• Task statement
Please write out every entry below, word for word.

• Material provided
****
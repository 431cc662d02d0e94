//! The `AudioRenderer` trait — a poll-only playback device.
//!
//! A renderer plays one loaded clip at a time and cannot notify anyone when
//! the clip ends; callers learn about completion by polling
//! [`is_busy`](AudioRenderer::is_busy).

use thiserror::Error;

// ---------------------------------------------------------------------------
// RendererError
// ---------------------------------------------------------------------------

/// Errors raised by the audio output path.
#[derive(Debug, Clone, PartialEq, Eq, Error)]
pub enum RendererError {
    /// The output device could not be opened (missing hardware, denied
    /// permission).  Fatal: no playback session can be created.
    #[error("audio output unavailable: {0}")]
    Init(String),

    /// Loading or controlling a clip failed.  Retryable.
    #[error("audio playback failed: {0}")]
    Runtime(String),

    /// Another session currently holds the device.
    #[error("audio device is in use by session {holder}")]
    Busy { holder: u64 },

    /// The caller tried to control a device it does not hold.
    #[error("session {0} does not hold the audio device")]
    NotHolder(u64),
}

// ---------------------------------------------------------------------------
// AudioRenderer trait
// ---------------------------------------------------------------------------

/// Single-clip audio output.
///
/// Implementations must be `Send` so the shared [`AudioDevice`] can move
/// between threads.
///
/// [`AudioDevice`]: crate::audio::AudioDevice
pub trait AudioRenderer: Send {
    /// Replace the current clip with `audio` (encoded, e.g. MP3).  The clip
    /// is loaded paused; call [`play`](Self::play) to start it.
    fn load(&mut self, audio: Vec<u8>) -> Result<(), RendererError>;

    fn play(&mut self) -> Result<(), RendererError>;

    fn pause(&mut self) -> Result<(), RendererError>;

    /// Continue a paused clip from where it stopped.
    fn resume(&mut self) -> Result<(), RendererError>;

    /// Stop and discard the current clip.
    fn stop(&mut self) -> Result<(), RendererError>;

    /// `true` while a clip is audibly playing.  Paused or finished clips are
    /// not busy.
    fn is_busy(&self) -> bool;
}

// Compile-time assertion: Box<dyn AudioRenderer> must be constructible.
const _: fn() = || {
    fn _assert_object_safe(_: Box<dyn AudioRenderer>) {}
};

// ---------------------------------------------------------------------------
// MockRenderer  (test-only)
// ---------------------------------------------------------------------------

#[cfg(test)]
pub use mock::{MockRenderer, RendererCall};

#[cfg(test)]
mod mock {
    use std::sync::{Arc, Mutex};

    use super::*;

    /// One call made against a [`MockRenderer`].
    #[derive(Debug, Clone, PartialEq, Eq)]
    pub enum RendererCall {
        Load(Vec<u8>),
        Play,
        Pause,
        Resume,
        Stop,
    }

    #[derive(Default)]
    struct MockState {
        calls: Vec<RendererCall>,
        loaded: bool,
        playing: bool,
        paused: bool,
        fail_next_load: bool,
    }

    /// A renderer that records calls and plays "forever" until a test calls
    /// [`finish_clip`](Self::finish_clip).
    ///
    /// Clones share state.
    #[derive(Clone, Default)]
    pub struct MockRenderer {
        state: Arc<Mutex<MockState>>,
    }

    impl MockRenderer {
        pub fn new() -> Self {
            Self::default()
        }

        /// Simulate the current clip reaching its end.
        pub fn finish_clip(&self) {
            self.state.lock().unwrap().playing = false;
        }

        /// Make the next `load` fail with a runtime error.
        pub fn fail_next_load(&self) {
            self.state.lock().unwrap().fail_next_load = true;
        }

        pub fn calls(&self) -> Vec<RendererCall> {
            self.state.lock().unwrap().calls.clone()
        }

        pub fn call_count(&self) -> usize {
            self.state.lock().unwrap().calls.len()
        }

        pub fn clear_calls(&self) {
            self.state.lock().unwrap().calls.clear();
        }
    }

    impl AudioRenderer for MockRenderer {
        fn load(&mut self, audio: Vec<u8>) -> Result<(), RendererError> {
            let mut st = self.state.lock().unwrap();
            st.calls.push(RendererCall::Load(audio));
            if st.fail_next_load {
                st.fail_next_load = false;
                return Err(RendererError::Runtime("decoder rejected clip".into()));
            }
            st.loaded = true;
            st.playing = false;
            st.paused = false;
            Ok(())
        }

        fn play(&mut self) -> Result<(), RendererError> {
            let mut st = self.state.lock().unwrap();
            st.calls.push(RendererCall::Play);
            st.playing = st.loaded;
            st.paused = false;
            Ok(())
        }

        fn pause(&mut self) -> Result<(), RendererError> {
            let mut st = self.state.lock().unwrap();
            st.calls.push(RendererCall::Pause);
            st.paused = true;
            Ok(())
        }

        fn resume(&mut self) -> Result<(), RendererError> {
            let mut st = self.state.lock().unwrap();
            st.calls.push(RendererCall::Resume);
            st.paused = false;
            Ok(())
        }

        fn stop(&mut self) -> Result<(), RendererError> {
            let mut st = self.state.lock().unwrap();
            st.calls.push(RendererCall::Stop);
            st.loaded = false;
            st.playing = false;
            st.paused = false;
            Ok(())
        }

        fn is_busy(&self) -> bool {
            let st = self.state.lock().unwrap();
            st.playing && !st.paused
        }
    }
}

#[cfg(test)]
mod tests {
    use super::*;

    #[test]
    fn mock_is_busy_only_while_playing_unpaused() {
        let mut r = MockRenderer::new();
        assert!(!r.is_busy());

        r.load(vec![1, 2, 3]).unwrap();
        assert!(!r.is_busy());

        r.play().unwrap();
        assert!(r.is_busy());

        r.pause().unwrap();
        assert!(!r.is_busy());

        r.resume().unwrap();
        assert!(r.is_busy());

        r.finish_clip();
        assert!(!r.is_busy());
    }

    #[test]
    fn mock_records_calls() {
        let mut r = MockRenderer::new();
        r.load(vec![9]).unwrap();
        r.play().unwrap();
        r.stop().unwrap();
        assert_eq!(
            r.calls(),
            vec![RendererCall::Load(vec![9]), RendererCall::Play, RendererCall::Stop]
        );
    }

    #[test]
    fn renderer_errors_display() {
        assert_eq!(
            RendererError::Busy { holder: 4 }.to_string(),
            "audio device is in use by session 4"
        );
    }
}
****
• Solution for this problem
repository 431cc662d02d0e94
//! The `AudioRenderer` trait — a poll-only playback device.
//!
//! A renderer plays one loaded clip at a time and cannot notify anyone when
//! the clip ends; callers learn about completion by polling
//! [`is_busy`](AudioRenderer::is_busy).

use thiserror::Error;

// ---------------------------------------------------------------------------
// RendererError
// ---------------------------------------------------------------------------

/// Errors raised by the audio output path.
#[derive(Debug, Clone, PartialEq, Eq, Error)]
pub enum RendererError {
    /// The output device could not be opened (missing hardware, denied
    /// permission).  Fatal: no playback session can be created.
    #[error("audio output unavailable: {0}")]
    Init(String),

    /// Loading or controlling a clip failed.  Retryable.
    #[error("audio playback failed: {0}")]
    Runtime(String),

    /// Another session currently holds the device.
    #[error("audio device is in use by session {holder}")]
    Busy { holder: u64 },

    /// The caller tried to control a device it does not hold.
    #[error("session {0} does not hold the audio device")]
    NotHolder(u64),
}

// ---------------------------------------------------------------------------
// AudioRenderer trait
// ---------------------------------------------------------------------------

/// Single-clip audio output.
///
/// Implementations must be `Send` so the shared [`AudioDevice`] can move
/// between threads.
///
/// [`AudioDevice`]: crate::audio::AudioDevice
pub trait AudioRenderer: Send {
    /// Replace the current clip with `audio` (encoded, e.g. MP3).  The clip
    /// is loaded paused; call [`play`](Self::play) to start it.
    fn load(&mut self, audio: Vec<u8>) -> Result<(), RendererError>;

    fn play(&mut self) -> Result<(), RendererError>;

    fn pause(&mut self) -> Result<(), RendererError>;

    /// Continue a paused clip from where it stopped.
    fn resume(&mut self) -> Result<(), RendererError>;

    /// Stop and discard the current clip.
    fn stop(&mut self) -> Result<(), RendererError>;

    /// `true` while a clip is audibly playing.  Paused or finished clips are
    /// not busy.
    fn is_busy(&self) -> bool;
}

// Compile-time assertion: Box<dyn AudioRenderer> must be constructible.
const _: fn() = || {
    fn _assert_object_safe(_: Box<dyn AudioRenderer>) {}
};

// ---------------------------------------------------------------------------
// MockRenderer  (test-only)
// ---------------------------------------------------------------------------

#[cfg(test)]
pub use mock::{MockRenderer, RendererCall};

#[cfg(test)]
mod mock {
    use std::sync::{Arc, Mutex};

    use super::*;

    /// One call made against a [`MockRenderer`].
    #[derive(Debug, Clone, PartialEq, Eq)]
    pub enum RendererCall {
        Load(Vec<u8>),
        Play,
        Pause,
        Resume,
        Stop,
    }

    #[derive(Default)]
    struct MockState {
        calls: Vec<RendererCall>,
        loaded: bool,
        playing: bool,
        paused: bool,
        fail_next_load: bool,
    }

    /// A renderer that records calls and plays "forever" until a test calls
    /// [`finish_clip`](Self::finish_clip).
    ///
    /// Clones share state.
    #[derive(Clone, Default)]
    pub struct MockRenderer {
        state: Arc<Mutex<MockState>>,
    }

    impl MockRenderer {
        pub fn new() -> Self {
            Self::default()
        }

        /// Simulate the current clip reaching its end.
        pub fn finish_clip(&self) {
            self.state.lock().unwrap().playing = false;
        }

        /// Make the next `load` fail with a runtime error.
        pub fn fail_next_load(&self) {
            self.state.lock().unwrap().fail_next_load = true;
        }

        pub fn calls(&self) -> Vec<RendererCall> {
            self.state.lock().unwrap().calls.clone()
        }

        pub fn call_count(&self) -> usize {
            self.state.lock().unwrap().calls.len()
        }

        pub fn clear_calls(&self) {
            self.state.lock().unwrap().calls.clear();
        }
    }

    impl AudioRenderer for MockRenderer {
        fn load(&mut self, audio: Vec<u8>) -> Result<(), RendererError> {
            let mut st = self.state.lock().unwrap();
            st.calls.push(RendererCall::Load(audio));
            if st.fail_next_load {
                st.fail_next_load = false;
                return Err(RendererError::Runtime("decoder rejected clip".into()));
            }
            st.loaded = true;
            st.playing = false;
            st.paused = false;
            Ok(())
        }

        fn play(&mut self) -> Result<(), RendererError> {
            let mut st = self.state.lock().unwrap();
            st.calls.push(RendererCall::Play);
            st.playing = st.loaded;
            st.paused = false;
            Ok(())
        }

        fn pause(&mut self) -> Result<(), RendererError> {
            let mut st = self.state.lock().unwrap();
            st.calls.push(RendererCall::Pause);
            st.paused = true;
            Ok(())
        }

        fn resume(&mut self) -> Result<(), RendererError> {
            let mut st = self.state.lock().unwrap();
            st.calls.push(RendererCall::Resume);
            st.paused = false;
            Ok(())
        }

        fn stop(&mut self) -> Result<(), RendererError> {
            let mut st = self.state.lock().unwrap();
            st.calls.push(RendererCall::Stop);
            st.loaded = false;
            st.playing = false;
            st.paused = false;
            Ok(())
        }

        fn is_busy(&self) -> bool {
            let st = self.state.lock().unwrap();
            st.playing && !st.paused
        }
    }
}

#[cfg(test)]
mod tests {
    use super::*;

    #[test]
    fn mock_is_busy_only_while_playing_unpaused() {
        let mut r = MockRenderer::new();
        assert!(!r.is_busy());

        r.load(vec![1, 2, 3]).unwrap();
        assert!(!r.is_busy());

        r.play().unwrap();
        assert!(r.is_busy());

        r.pause().unwrap();
        assert!(!r.is_busy());

        r.resume().unwrap();
        assert!(r.is_busy());

        r.finish_clip();
        assert!(!r.is_busy());
    }

    #[test]
    fn mock_records_calls() {
        let mut r = MockRenderer::new();
        r.load(vec![9]).unwrap();
        r.play().unwrap();
        r.stop().unwrap();
        assert_eq!(
            r.calls(),
            vec![RendererCall::Load(vec![9]), RendererCall::Play, RendererCall::Stop]
        );
    }

    #[test]
    fn renderer_errors_display() {
        assert_eq!(
            RendererError::Busy { holder: 4 }.to_string(),
            "audio device is in use by session 4"
        );
    }
}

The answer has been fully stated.